** Data supplied follows **

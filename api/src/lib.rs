//! Tether API service.
//!
//! Serves the agent-facing endpoints: pairing with a pairing key, heartbeats
//! and active-policy retrieval.
//!
//! # Enrollment
//!
//! See [`enrollment`] for the checks a pairing request goes through.
//!
//! # Authentication
//!
//! Enrolled agents authenticate with the credential issued at pairing time.
//! See [`auth`].

pub mod auth;
pub mod config;
pub mod context;
pub mod enrollment;
pub mod server;

pub(crate) mod error;
pub(crate) mod handlers;

pub use error::ApiError;
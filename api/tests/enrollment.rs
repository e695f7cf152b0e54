mod common;

use chrono::TimeDelta;
use common::{Harness, SWITCH_HREF};
use futures::future::join_all;
use tether_api::{
    context::ApiContext,
    enrollment::{EnrollmentError, enroll},
};
use tether_common::params::PairAgentRequest;
use tether_db::{
    SqliteStorage,
    models::RemainingUses,
    storage::{AgentStore, CreatePairingKeyParams, PairingKeyStore},
};
use tether_pce::PceError;

fn request(name: &str, key: &str) -> PairAgentRequest {
    PairAgentRequest {
        agent_name: Some(name.into()),
        pairing_key: Some(key.into()),
    }
}

#[tokio::test]
async fn test_single_use_key() {
    let h = Harness::new().await;
    h.controller.add_workload("web01", false);
    h.controller.add_workload("web02", false);
    let key = h.pairing_key(RemainingUses::Finite(1), None).await;

    let agent = enroll(&h.ctx, request("web01", &key.key)).await.unwrap();
    assert_eq!(agent.name, "web01");
    assert_eq!(agent.workload_ref, "/orgs/1/workloads/web01");
    assert_eq!(agent.credential.len(), 64);
    assert_eq!(h.remaining_uses(&key.key).await, RemainingUses::Finite(0));

    let err = enroll(&h.ctx, request("web02", &key.key)).await.unwrap_err();
    assert!(matches!(err, EnrollmentError::KeyExhausted));
    assert_eq!(err.to_string(), "Pairing key has no uses left");
    assert!(!AgentStore::name_exists(&*h.db, "web02").await.unwrap());
}

#[tokio::test]
async fn test_unlimited_key_is_never_charged() {
    let h = Harness::new().await;
    let key = h.pairing_key(RemainingUses::Unlimited, None).await;

    for name in ["web01", "web02", "web03"] {
        h.controller.add_workload(name, false);
        enroll(&h.ctx, request(name, &key.key)).await.unwrap();
    }

    assert_eq!(h.remaining_uses(&key.key).await, RemainingUses::Unlimited);
    assert_eq!(AgentStore::list(&*h.db).await.unwrap().len(), 3);
}

#[tokio::test]
async fn test_missing_fields() {
    let h = Harness::new().await;

    let err = enroll(&h.ctx, PairAgentRequest::default()).await.unwrap_err();
    assert_eq!(err.to_string(), "Agent name not provided");

    let err = enroll(
        &h.ctx,
        PairAgentRequest {
            agent_name: Some("web01".into()),
            pairing_key: Some("   ".into()),
        },
    )
    .await
    .unwrap_err();
    assert_eq!(err.to_string(), "Pairing key not provided");
}

#[tokio::test]
async fn test_agent_name_is_matched_as_sent() {
    let h = Harness::new().await;
    h.controller.add_workload("web01", false);
    let key = h.pairing_key(RemainingUses::Finite(1), None).await;

    let err = enroll(&h.ctx, request("  web01  ", &key.key))
        .await
        .unwrap_err();
    assert!(matches!(err, EnrollmentError::WorkloadNotFound));
    assert!(!AgentStore::name_exists(&*h.db, "web01").await.unwrap());
    assert_eq!(h.remaining_uses(&key.key).await, RemainingUses::Finite(1));
}

#[tokio::test]
async fn test_duplicate_name_rejected_before_key_checks() {
    let h = Harness::new().await;
    h.controller.add_workload("web01", false);
    let key = h.pairing_key(RemainingUses::Finite(5), None).await;

    enroll(&h.ctx, request("web01", &key.key)).await.unwrap();

    // even with a bogus key the name conflict wins
    let err = enroll(&h.ctx, request("web01", "bogus")).await.unwrap_err();
    assert!(matches!(err, EnrollmentError::NameTaken));
    assert_eq!(h.remaining_uses(&key.key).await, RemainingUses::Finite(4));
}

#[tokio::test]
async fn test_unknown_key() {
    let h = Harness::new().await;
    h.controller.add_workload("web01", false);

    let err = enroll(&h.ctx, request("web01", "nope")).await.unwrap_err();
    assert_eq!(err.to_string(), "Pairing key does not exist");
}

#[tokio::test]
async fn test_expired_key_with_uses_left() {
    let h = Harness::new().await;
    h.controller.add_workload("web01", false);

    let key = PairingKeyStore::create(
        &*h.db,
        CreatePairingKeyParams {
            valid_for: Some(TimeDelta::zero()),
            remaining_uses: RemainingUses::Finite(10),
            target_switch_ref: None,
        },
    )
    .await
    .unwrap();

    let err = enroll(&h.ctx, request("web01", &key.key)).await.unwrap_err();
    assert!(matches!(err, EnrollmentError::KeyExpired));
    assert_eq!(h.remaining_uses(&key.key).await, RemainingUses::Finite(10));
}

#[tokio::test]
async fn test_workload_resolution() {
    let h = Harness::new().await;
    let key = h.pairing_key(RemainingUses::Unlimited, None).await;

    let err = enroll(&h.ctx, request("ghost", &key.key)).await.unwrap_err();
    assert!(matches!(err, EnrollmentError::WorkloadNotFound));

    // already managed by a VEN
    h.controller.add_workload("managed01", true);
    let err = enroll(&h.ctx, request("managed01", &key.key)).await.unwrap_err();
    assert!(matches!(err, EnrollmentError::WorkloadNotFound));

    h.controller.add_workload("dup", false);
    h.controller.add_workload("dup", false);
    let err = enroll(&h.ctx, request("dup", &key.key)).await.unwrap_err();
    assert!(matches!(err, EnrollmentError::AmbiguousWorkload));

    assert!(AgentStore::list(&*h.db).await.unwrap().is_empty());
}

#[tokio::test]
async fn test_switch_bound_key_binds_workload() {
    let h = Harness::new().await;
    let workload = h.controller.add_workload("web01", false);
    h.controller.add_switch(SWITCH_HREF, "tor-1");
    let key = h.pairing_key(RemainingUses::Finite(2), Some(SWITCH_HREF)).await;

    enroll(&h.ctx, request("web01", &key.key)).await.unwrap();

    assert_eq!(
        h.controller.bindings(),
        vec![(workload, SWITCH_HREF.to_string())]
    );
    assert_eq!(h.remaining_uses(&key.key).await, RemainingUses::Finite(1));
}

#[tokio::test]
async fn test_already_bound_workload_is_rejected() {
    let h = Harness::new().await;
    let workload = h.controller.add_workload("web01", false);
    h.controller.add_switch(SWITCH_HREF, "tor-1");
    h.controller.add_binding(&workload, SWITCH_HREF);
    let key = h.pairing_key(RemainingUses::Finite(2), Some(SWITCH_HREF)).await;

    let err = enroll(&h.ctx, request("web01", &key.key)).await.unwrap_err();
    assert_eq!(err.to_string(), "Workload is already bound to the target switch");

    assert!(AgentStore::list(&*h.db).await.unwrap().is_empty());
    assert_eq!(h.remaining_uses(&key.key).await, RemainingUses::Finite(2));
}

#[tokio::test]
async fn test_missing_target_switch() {
    let h = Harness::new().await;
    h.controller.add_workload("web01", false);
    let key = h
        .pairing_key(RemainingUses::Finite(1), Some("/orgs/1/network_devices/404"))
        .await;

    let err = enroll(&h.ctx, request("web01", &key.key)).await.unwrap_err();
    assert!(matches!(err, EnrollmentError::SwitchNotFound));
    assert_eq!(h.remaining_uses(&key.key).await, RemainingUses::Finite(1));
}

#[tokio::test]
async fn test_controller_failure_commits_nothing() {
    let h = Harness::new().await;
    h.controller.add_workload("web01", false);
    h.controller.time_out();
    let key = h.pairing_key(RemainingUses::Finite(1), None).await;

    let err = enroll(&h.ctx, request("web01", &key.key)).await.unwrap_err();
    assert!(matches!(err, EnrollmentError::Controller(PceError::Timeout)));
    assert_eq!(h.remaining_uses(&key.key).await, RemainingUses::Finite(1));
}

#[tokio::test(flavor = "multi_thread", worker_threads = 4)]
async fn test_racing_enrollments_respect_use_count() {
    let dir = tempfile::tempdir().unwrap();
    let db = SqliteStorage::create(dir.path().join("tether.sqlite3"), 4)
        .await
        .unwrap();
    let h = Harness::with_storage(db);

    let names: Vec<String> = (0..10).map(|i| format!("web{i:02}")).collect();
    for name in &names {
        h.controller.add_workload(name, false);
    }
    let key = h.pairing_key(RemainingUses::Finite(4), None).await;

    let attempts = names.iter().map(|name| {
        let ctx: ApiContext = h.ctx.clone();
        let req = request(name, &key.key);
        tokio::spawn(async move { enroll(&ctx, req).await })
    });

    let results: Vec<_> = join_all(attempts)
        .await
        .into_iter()
        .map(|joined| joined.unwrap())
        .collect();

    assert_eq!(results.iter().filter(|r| r.is_ok()).count(), 4);
    assert!(
        results
            .iter()
            .filter_map(|r| r.as_ref().err())
            .all(|e| matches!(e, EnrollmentError::KeyExhausted))
    );
    assert_eq!(AgentStore::list(&*h.db).await.unwrap().len(), 4);
    assert_eq!(h.remaining_uses(&key.key).await, RemainingUses::Finite(0));
}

** End of Data supplied **

> Task description:
Read the entries and pick out all lines that include the word "ApiContext".

> Response to this exercise:
    context::ApiContext,
        let ctx: ApiContext = h.ctx.clone();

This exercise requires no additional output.